What is needed →
Every line of the data needs to be returned exactly.

Data to process →

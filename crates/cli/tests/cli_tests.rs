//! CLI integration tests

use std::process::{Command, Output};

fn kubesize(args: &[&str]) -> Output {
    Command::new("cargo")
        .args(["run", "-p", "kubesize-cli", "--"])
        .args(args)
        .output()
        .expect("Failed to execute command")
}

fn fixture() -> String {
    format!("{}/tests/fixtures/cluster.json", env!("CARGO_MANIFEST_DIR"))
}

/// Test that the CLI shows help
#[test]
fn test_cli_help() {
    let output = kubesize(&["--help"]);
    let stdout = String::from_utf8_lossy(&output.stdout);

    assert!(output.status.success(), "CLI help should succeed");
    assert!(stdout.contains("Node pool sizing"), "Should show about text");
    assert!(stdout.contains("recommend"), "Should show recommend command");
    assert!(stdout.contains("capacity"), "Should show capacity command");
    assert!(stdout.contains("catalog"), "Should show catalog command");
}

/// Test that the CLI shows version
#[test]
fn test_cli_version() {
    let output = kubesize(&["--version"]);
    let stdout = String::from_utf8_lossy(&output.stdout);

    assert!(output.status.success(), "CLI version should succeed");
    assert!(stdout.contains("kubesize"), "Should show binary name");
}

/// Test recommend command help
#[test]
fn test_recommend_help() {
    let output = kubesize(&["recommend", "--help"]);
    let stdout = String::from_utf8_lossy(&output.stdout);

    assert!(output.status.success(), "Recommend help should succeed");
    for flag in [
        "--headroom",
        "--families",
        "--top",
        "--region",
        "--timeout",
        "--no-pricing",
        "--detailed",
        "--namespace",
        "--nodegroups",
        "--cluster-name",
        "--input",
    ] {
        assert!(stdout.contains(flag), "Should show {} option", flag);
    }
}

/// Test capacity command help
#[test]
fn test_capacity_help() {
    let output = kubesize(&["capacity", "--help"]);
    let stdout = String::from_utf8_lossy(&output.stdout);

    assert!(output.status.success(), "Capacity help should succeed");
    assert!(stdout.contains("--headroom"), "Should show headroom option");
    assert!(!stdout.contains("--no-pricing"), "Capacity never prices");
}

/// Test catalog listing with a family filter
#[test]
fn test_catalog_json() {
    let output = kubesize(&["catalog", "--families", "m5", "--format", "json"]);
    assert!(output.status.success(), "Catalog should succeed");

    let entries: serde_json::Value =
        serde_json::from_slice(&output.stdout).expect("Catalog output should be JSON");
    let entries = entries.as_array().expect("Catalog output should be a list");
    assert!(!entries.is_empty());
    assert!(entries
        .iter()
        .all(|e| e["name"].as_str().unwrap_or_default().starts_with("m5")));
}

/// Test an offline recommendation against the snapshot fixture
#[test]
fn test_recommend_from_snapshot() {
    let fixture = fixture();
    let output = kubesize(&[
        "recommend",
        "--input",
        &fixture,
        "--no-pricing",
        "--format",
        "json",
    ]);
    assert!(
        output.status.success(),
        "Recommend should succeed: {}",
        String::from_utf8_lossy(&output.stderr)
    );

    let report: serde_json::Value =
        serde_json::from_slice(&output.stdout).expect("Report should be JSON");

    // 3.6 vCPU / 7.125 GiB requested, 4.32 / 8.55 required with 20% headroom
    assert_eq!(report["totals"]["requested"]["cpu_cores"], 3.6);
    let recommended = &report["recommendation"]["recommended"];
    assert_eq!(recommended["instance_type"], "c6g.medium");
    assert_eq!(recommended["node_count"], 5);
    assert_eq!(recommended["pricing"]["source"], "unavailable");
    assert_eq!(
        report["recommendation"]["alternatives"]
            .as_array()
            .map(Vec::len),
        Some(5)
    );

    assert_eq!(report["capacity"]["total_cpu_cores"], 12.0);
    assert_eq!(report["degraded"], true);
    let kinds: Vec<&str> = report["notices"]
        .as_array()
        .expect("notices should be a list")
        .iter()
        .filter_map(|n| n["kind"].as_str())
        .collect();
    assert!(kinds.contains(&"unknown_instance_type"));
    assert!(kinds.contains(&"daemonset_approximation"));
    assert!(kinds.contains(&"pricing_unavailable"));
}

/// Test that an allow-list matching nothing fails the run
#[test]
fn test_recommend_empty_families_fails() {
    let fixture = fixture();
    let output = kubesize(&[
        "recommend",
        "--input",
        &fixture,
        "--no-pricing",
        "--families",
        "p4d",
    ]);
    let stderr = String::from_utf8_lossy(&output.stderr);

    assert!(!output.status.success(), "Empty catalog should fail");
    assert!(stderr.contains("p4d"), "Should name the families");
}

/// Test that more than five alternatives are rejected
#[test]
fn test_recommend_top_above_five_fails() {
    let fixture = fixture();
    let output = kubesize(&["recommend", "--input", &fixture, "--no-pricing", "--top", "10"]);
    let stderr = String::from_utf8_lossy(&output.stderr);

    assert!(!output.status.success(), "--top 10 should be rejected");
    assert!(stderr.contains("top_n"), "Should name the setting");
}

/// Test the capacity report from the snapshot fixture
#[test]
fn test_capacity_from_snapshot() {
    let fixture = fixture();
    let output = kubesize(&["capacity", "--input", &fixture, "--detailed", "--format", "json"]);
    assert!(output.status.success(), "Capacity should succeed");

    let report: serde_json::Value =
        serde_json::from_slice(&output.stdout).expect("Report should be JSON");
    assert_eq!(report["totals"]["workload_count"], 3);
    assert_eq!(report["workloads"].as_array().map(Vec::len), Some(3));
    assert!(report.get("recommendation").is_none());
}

Expected output →
filename crates/cli/tests/cli_tests.rs
//! CLI integration tests

use std::process::{Command, Output};

fn kubesize(args: &[&str]) -> Output {
    Command::new("cargo")
        .args(["run", "-p", "kubesize-cli", "--"])
        .args(args)
        .output()
        .expect("Failed to execute command")
}

fn fixture() -> String {
    format!("{}/tests/fixtures/cluster.json", env!("CARGO_MANIFEST_DIR"))
}

/// Test that the CLI shows help
#[test]
fn test_cli_help() {
    let output = kubesize(&["--help"]);
    let stdout = String::from_utf8_lossy(&output.stdout);

    assert!(output.status.success(), "CLI help should succeed");
    assert!(stdout.contains("Node pool sizing"), "Should show about text");
    assert!(stdout.contains("recommend"), "Should show recommend command");
    assert!(stdout.contains("capacity"), "Should show capacity command");
    assert!(stdout.contains("catalog"), "Should show catalog command");
}

/// Test that the CLI shows version
#[test]
fn test_cli_version() {
    let output = kubesize(&["--version"]);
    let stdout = String::from_utf8_lossy(&output.stdout);

    assert!(output.status.success(), "CLI version should succeed");
    assert!(stdout.contains("kubesize"), "Should show binary name");
}

/// Test recommend command help
#[test]
fn test_recommend_help() {
    let output = kubesize(&["recommend", "--help"]);
    let stdout = String::from_utf8_lossy(&output.stdout);

    assert!(output.status.success(), "Recommend help should succeed");
    for flag in [
        "--headroom",
        "--families",
        "--top",
        "--region",
        "--timeout",
        "--no-pricing",
        "--detailed",
        "--namespace",
        "--nodegroups",
        "--cluster-name",
        "--input",
    ] {
        assert!(stdout.contains(flag), "Should show {} option", flag);
    }
}

/// Test capacity command help
#[test]
fn test_capacity_help() {
    let output = kubesize(&["capacity", "--help"]);
    let stdout = String::from_utf8_lossy(&output.stdout);

    assert!(output.status.success(), "Capacity help should succeed");
    assert!(stdout.contains("--headroom"), "Should show headroom option");
    assert!(!stdout.contains("--no-pricing"), "Capacity never prices");
}

/// Test catalog listing with a family filter
#[test]
fn test_catalog_json() {
    let output = kubesize(&["catalog", "--families", "m5", "--format", "json"]);
    assert!(output.status.success(), "Catalog should succeed");

    let entries: serde_json::Value =
        serde_json::from_slice(&output.stdout).expect("Catalog output should be JSON");
    let entries = entries.as_array().expect("Catalog output should be a list");
    assert!(!entries.is_empty());
    assert!(entries
        .iter()
        .all(|e| e["name"].as_str().unwrap_or_default().starts_with("m5")));
}

/// Test an offline recommendation against the snapshot fixture
#[test]
fn test_recommend_from_snapshot() {
    let fixture = fixture();
    let output = kubesize(&[
        "recommend",
        "--input",
        &fixture,
        "--no-pricing",
        "--format",
        "json",
    ]);
    assert!(
        output.status.success(),
        "Recommend should succeed: {}",
        String::from_utf8_lossy(&output.stderr)
    );

    let report: serde_json::Value =
        serde_json::from_slice(&output.stdout).expect("Report should be JSON");

    // 3.6 vCPU / 7.125 GiB requested, 4.32 / 8.55 required with 20% headroom
    assert_eq!(report["totals"]["requested"]["cpu_cores"], 3.6);
    let recommended = &report["recommendation"]["recommended"];
    assert_eq!(recommended["instance_type"], "c6g.medium");
    assert_eq!(recommended["node_count"], 5);
    assert_eq!(recommended["pricing"]["source"], "unavailable");
    assert_eq!(
        report["recommendation"]["alternatives"]
            .as_array()
            .map(Vec::len),
        Some(5)
    );

    assert_eq!(report["capacity"]["total_cpu_cores"], 12.0);
    assert_eq!(report["degraded"], true);
    let kinds: Vec<&str> = report["notices"]
        .as_array()
        .expect("notices should be a list")
        .iter()
        .filter_map(|n| n["kind"].as_str())
        .collect();
    assert!(kinds.contains(&"unknown_instance_type"));
    assert!(kinds.contains(&"daemonset_approximation"));
    assert!(kinds.contains(&"pricing_unavailable"));
}

/// Test that an allow-list matching nothing fails the run
#[test]
fn test_recommend_empty_families_fails() {
    let fixture = fixture();
    let output = kubesize(&[
        "recommend",
        "--input",
        &fixture,
        "--no-pricing",
        "--families",
        "p4d",
    ]);
    let stderr = String::from_utf8_lossy(&output.stderr);

    assert!(!output.status.success(), "Empty catalog should fail");
    assert!(stderr.contains("p4d"), "Should name the families");
}

/// Test that more than five alternatives are rejected
#[test]
fn test_recommend_top_above_five_fails() {
    let fixture = fixture();
    let output = kubesize(&["recommend", "--input", &fixture, "--no-pricing", "--top", "10"]);
    let stderr = String::from_utf8_lossy(&output.stderr);

    assert!(!output.status.success(), "--top 10 should be rejected");
    assert!(stderr.contains("top_n"), "Should name the setting");
}

/// Test the capacity report from the snapshot fixture
#[test]
fn test_capacity_from_snapshot() {
    let fixture = fixture();
    let output = kubesize(&["capacity", "--input", &fixture, "--detailed", "--format", "json"]);
    assert!(output.status.success(), "Capacity should succeed");

    let report: serde_json::Value =
        serde_json::from_slice(&output.stdout).expect("Report should be JSON");
    assert_eq!(report["totals"]["workload_count"], 3);
    assert_eq!(report["workloads"].as_array().map(Vec::len), Some(3));
    assert!(report.get("recommendation").is_none());
}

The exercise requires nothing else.